Records excerpted from a collection:
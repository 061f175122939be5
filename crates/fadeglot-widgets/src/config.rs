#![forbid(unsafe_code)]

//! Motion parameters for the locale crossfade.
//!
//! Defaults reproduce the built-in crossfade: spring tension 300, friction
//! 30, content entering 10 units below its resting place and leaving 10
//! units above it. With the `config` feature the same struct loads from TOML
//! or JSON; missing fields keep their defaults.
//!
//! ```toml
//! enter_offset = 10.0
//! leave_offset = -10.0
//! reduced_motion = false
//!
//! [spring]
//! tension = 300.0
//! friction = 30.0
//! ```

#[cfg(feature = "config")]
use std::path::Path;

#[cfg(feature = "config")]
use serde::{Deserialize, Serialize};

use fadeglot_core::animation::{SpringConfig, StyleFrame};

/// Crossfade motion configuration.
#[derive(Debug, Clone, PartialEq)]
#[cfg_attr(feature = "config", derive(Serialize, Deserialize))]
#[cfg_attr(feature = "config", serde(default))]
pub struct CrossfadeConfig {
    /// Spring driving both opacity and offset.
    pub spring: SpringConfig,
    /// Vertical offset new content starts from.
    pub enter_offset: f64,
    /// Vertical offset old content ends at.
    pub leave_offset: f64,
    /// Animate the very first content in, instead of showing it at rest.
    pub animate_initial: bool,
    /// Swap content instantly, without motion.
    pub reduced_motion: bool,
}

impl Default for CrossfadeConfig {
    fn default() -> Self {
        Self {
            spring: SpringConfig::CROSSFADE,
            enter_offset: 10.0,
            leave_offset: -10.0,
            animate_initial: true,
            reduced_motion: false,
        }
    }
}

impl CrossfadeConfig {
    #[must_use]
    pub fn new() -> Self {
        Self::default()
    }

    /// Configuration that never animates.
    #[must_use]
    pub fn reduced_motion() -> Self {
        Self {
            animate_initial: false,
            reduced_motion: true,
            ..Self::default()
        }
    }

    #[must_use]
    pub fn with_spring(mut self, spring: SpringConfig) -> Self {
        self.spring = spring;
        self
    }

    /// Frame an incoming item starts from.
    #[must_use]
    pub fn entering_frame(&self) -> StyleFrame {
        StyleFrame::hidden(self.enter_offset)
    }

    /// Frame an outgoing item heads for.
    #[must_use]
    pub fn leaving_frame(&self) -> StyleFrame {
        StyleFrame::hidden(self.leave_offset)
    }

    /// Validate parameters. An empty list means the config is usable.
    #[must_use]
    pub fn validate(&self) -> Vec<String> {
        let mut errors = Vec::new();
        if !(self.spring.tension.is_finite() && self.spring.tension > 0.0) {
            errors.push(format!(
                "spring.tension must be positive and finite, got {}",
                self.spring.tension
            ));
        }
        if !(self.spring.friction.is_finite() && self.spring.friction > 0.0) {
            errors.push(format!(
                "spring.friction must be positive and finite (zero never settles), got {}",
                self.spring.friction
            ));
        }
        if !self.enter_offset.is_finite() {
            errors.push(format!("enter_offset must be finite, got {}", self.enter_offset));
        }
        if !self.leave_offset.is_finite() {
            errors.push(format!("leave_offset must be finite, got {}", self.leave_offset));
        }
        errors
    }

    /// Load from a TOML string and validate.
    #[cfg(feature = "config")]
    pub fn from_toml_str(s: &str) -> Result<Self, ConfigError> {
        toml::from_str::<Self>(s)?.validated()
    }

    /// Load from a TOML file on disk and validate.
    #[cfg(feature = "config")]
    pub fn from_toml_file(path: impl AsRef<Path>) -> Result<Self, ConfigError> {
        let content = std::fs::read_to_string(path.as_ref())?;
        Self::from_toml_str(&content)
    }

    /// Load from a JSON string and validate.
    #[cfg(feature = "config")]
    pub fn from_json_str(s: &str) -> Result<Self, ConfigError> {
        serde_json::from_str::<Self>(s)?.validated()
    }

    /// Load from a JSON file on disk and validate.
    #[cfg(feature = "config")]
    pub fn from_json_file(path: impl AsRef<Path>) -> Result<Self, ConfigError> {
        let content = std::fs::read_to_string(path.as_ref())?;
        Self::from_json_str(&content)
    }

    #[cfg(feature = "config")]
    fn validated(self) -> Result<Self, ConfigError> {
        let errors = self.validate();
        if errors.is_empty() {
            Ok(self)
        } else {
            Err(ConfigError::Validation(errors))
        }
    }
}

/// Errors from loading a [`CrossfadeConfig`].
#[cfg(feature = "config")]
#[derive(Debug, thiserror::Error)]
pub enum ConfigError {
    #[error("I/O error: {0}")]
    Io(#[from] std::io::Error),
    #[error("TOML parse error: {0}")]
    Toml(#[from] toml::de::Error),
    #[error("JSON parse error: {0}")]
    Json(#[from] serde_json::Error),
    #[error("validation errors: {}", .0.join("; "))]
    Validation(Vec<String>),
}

- _TASK ITEM_
Give the records above again, word for word.

- _RESPONSE TO THIS EXERCISE_
repository 061f175122939be5
filename crates/fadeglot-widgets/src/config.rs
#![forbid(unsafe_code)]

//! Motion parameters for the locale crossfade.
//!
//! Defaults reproduce the built-in crossfade: spring tension 300, friction
//! 30, content entering 10 units below its resting place and leaving 10
//! units above it. With the `config` feature the same struct loads from TOML
//! or JSON; missing fields keep their defaults.
//!
//! ```toml
//! enter_offset = 10.0
//! leave_offset = -10.0
//! reduced_motion = false
//!
//! [spring]
//! tension = 300.0
//! friction = 30.0
//! ```

#[cfg(feature = "config")]
use std::path::Path;

#[cfg(feature = "config")]
use serde::{Deserialize, Serialize};

use fadeglot_core::animation::{SpringConfig, StyleFrame};

/// Crossfade motion configuration.
#[derive(Debug, Clone, PartialEq)]
#[cfg_attr(feature = "config", derive(Serialize, Deserialize))]
#[cfg_attr(feature = "config", serde(default))]
pub struct CrossfadeConfig {
    /// Spring driving both opacity and offset.
    pub spring: SpringConfig,
    /// Vertical offset new content starts from.
    pub enter_offset: f64,
    /// Vertical offset old content ends at.
    pub leave_offset: f64,
    /// Animate the very first content in, instead of showing it at rest.
    pub animate_initial: bool,
    /// Swap content instantly, without motion.
    pub reduced_motion: bool,
}

impl Default for CrossfadeConfig {
    fn default() -> Self {
        Self {
            spring: SpringConfig::CROSSFADE,
            enter_offset: 10.0,
            leave_offset: -10.0,
            animate_initial: true,
            reduced_motion: false,
        }
    }
}

impl CrossfadeConfig {
    #[must_use]
    pub fn new() -> Self {
        Self::default()
    }

    /// Configuration that never animates.
    #[must_use]
    pub fn reduced_motion() -> Self {
        Self {
            animate_initial: false,
            reduced_motion: true,
            ..Self::default()
        }
    }

    #[must_use]
    pub fn with_spring(mut self, spring: SpringConfig) -> Self {
        self.spring = spring;
        self
    }

    /// Frame an incoming item starts from.
    #[must_use]
    pub fn entering_frame(&self) -> StyleFrame {
        StyleFrame::hidden(self.enter_offset)
    }

    /// Frame an outgoing item heads for.
    #[must_use]
    pub fn leaving_frame(&self) -> StyleFrame {
        StyleFrame::hidden(self.leave_offset)
    }

    /// Validate parameters. An empty list means the config is usable.
    #[must_use]
    pub fn validate(&self) -> Vec<String> {
        let mut errors = Vec::new();
        if !(self.spring.tension.is_finite() && self.spring.tension > 0.0) {
            errors.push(format!(
                "spring.tension must be positive and finite, got {}",
                self.spring.tension
            ));
        }
        if !(self.spring.friction.is_finite() && self.spring.friction > 0.0) {
            errors.push(format!(
                "spring.friction must be positive and finite (zero never settles), got {}",
                self.spring.friction
            ));
        }
        if !self.enter_offset.is_finite() {
            errors.push(format!("enter_offset must be finite, got {}", self.enter_offset));
        }
        if !self.leave_offset.is_finite() {
            errors.push(format!("leave_offset must be finite, got {}", self.leave_offset));
        }
        errors
    }

    /// Load from a TOML string and validate.
    #[cfg(feature = "config")]
    pub fn from_toml_str(s: &str) -> Result<Self, ConfigError> {
        toml::from_str::<Self>(s)?.validated()
    }

    /// Load from a TOML file on disk and validate.
    #[cfg(feature = "config")]
    pub fn from_toml_file(path: impl AsRef<Path>) -> Result<Self, ConfigError> {
        let content = std::fs::read_to_string(path.as_ref())?;
        Self::from_toml_str(&content)
    }

    /// Load from a JSON string and validate.
    #[cfg(feature = "config")]
    pub fn from_json_str(s: &str) -> Result<Self, ConfigError> {
        serde_json::from_str::<Self>(s)?.validated()
    }

    /// Load from a JSON file on disk and validate.
    #[cfg(feature = "config")]
    pub fn from_json_file(path: impl AsRef<Path>) -> Result<Self, ConfigError> {
        let content = std::fs::read_to_string(path.as_ref())?;
        Self::from_json_str(&content)
    }

    #[cfg(feature = "config")]
    fn validated(self) -> Result<Self, ConfigError> {
        let errors = self.validate();
        if errors.is_empty() {
            Ok(self)
        } else {
            Err(ConfigError::Validation(errors))
        }
    }
}

/// Errors from loading a [`CrossfadeConfig`].
#[cfg(feature = "config")]
#[derive(Debug, thiserror::Error)]
pub enum ConfigError {
    #[error("I/O error: {0}")]
    Io(#[from] std::io::Error),
    #[error("TOML parse error: {0}")]
    Toml(#[from] toml::de::Error),
    #[error("JSON parse error: {0}")]
    Json(#[from] serde_json::Error),
    #[error("validation errors: {}", .0.join("; "))]
    Validation(Vec<String>),
}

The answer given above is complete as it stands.